So fair warning, below is some venting about some of my problems relating to my gender identity so just ignore all this if you dont wanna see it and if you're a happy person and would like to stay that way
Im not gonna lie, it was really easy for me to come out as a trans girl to my friends but its becoming more and more apparent to me that for some reason, alot of people online seem to feel threatened by my existence (and the existence of others like me) even though I have no bearing on their lives and will probably never meet them. Most of the time im fine but occasionally Ill get the old sock in the face or some online harassment but Ive mostly come to ignore it. They keep sending me the same dumbass arguments like the 40% one and the "you're not a real woman, its just phase" and its fucking annoying. They dont know me or my friends at all yet they try to tell me that everyone around me hates me when they dont. When I talk about how I contemplate suicide they automatically assume that its the generic "trans person kills themselves because nobody likes them" or whatever it is when in reality Im just so existentially miserable that I dont know what to do after college. Im tired of constantly getting the "Your parents probably hate you for bring trans" when my dad does hate me but he at least has the respect to refer to me as a woman when he gets mad. I hate how these people online have to assume how my life is like based off of a vocal minority of a minority group. Then on the other side of the scale theres the "allies" which are your generic quirky white bitches that try tell me how to live, act and think. They think all lgbtq people need to live up to specific standards and stereotypes of what we should be when I dont want to be like that. They think that im not a real trans person for saying that I dont enjoy politics and that i just want to stay out of politics. They get mad when I say Im not really a fan of communism and they get mad when I say I dont wanna get bottom surgery because the risks are too damn high for me to think "yeah this is a good idea."
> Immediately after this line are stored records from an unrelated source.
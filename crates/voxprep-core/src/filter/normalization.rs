//! Min-max intensity normalization to `[0, 1]`.

use crate::error::FilterError;
use crate::filter::Filter;
use crate::image::Volume;
use crate::params::FilterParams;

/// Rescales samples linearly so the minimum maps to 0 and the maximum to 1.
///
/// A constant volume has no range to rescale and is returned unchanged.
#[derive(Debug, Clone, Copy, Default)]
pub struct ImageNormalization;

impl ImageNormalization {
    pub fn new() -> Self {
        Self
    }
}

impl Filter for ImageNormalization {
    fn name(&self) -> &'static str {
        "ImageNormalization"
    }

    fn execute(&self, image: &Volume, params: Option<&FilterParams>) -> Result<Volume, FilterError> {
        if let Some(params) = params {
            return Err(FilterError::parameter(format!(
                "{} takes no parameters, got {}",
                self.name(),
                params.kind()
            )));
        }
        tracing::debug!("{}: {:?}", self.name(), image.size());

        let Some((min, max)) = image.min_max() else {
            return Ok(image.clone());
        };
        if max == min {
            return Ok(image.clone());
        }

        let range = max - min;
        let samples = image.samples().iter().map(|&v| (v - min) / range).collect();
        Ok(Volume::from_array(samples, image)?)
    }
}

#[cfg(test)]
mod tests {
    use super::*;
    use crate::image::Geometry;
    use crate::params::{DenoisingMethod, DenoisingParams};
    use glam::DVec3;

    #[test]
    fn test_output_spans_unit_interval() {
        let geometry = Geometry::new([4, 3, 2]).with_spacing(DVec3::new(0.7, 1.0, 3.0));
        let image = Volume::from_fn(geometry, |[x, y, z]| 10.0 + x as f32 * 3.0 - y as f32 + z as f32 * 0.5)
            .unwrap();
        let out = ImageNormalization.execute(&image, None).unwrap();

        assert!(out.samples().iter().all(|v| (0.0..=1.0).contains(v)));
        assert_eq!(out.min_max(), Some((0.0, 1.0)));
        assert_eq!(out.geometry(), image.geometry());
    }

    #[test]
    fn test_constant_volume_is_returned_unchanged() {
        let image = Volume::filled(Geometry::new([3, 3, 3]), 5.0).unwrap();
        let out = ImageNormalization.execute(&image, None).unwrap();
        assert_eq!(out, image);
    }

    #[test]
    fn test_rejects_parameters() {
        let image = Volume::filled(Geometry::new([2, 2, 2]), 1.0).unwrap();
        let params = FilterParams::from(DenoisingParams::new(DenoisingMethod::median()).unwrap());
        assert!(matches!(
            ImageNormalization.execute(&image, Some(&params)),
            Err(FilterError::Parameter(_))
        ));
    }

    #[test]
    fn test_describe_is_plain_name() {
        let params = FilterParams::from(DenoisingParams::new(DenoisingMethod::median()).unwrap());
        assert_eq!(ImageNormalization.describe(None), "ImageNormalization");
        assert_eq!(ImageNormalization.describe(Some(&params)), "ImageNormalization");
    }
}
that's just edgy humor that's everywhere on the internet. gender identity is a really easy target to make retarded jokes for small brains
anyway something happened to me kind of recently, pre-covid though. I had a friend come out as trans that I was friends with for a long while a few years ago. it started off fine, I really dont care what you identify as ill just say what you want me to call you yknow. their entire personality shifted though, they got hyper sexual and so awkward to even start a conversation with. I put up with it, didnt talk to them as much whatever. stopped talking for a good while until they eventually came back around to say whats up. kinda rebuilt the friendship until one day on their public twitter they started posting videos of them jacking off wearing a diaper. if they had it on an onlyfans or something where I couldn't see it i'd probably be alright, but since I was subject to that absolute nuke on my eyes I broke contact with them.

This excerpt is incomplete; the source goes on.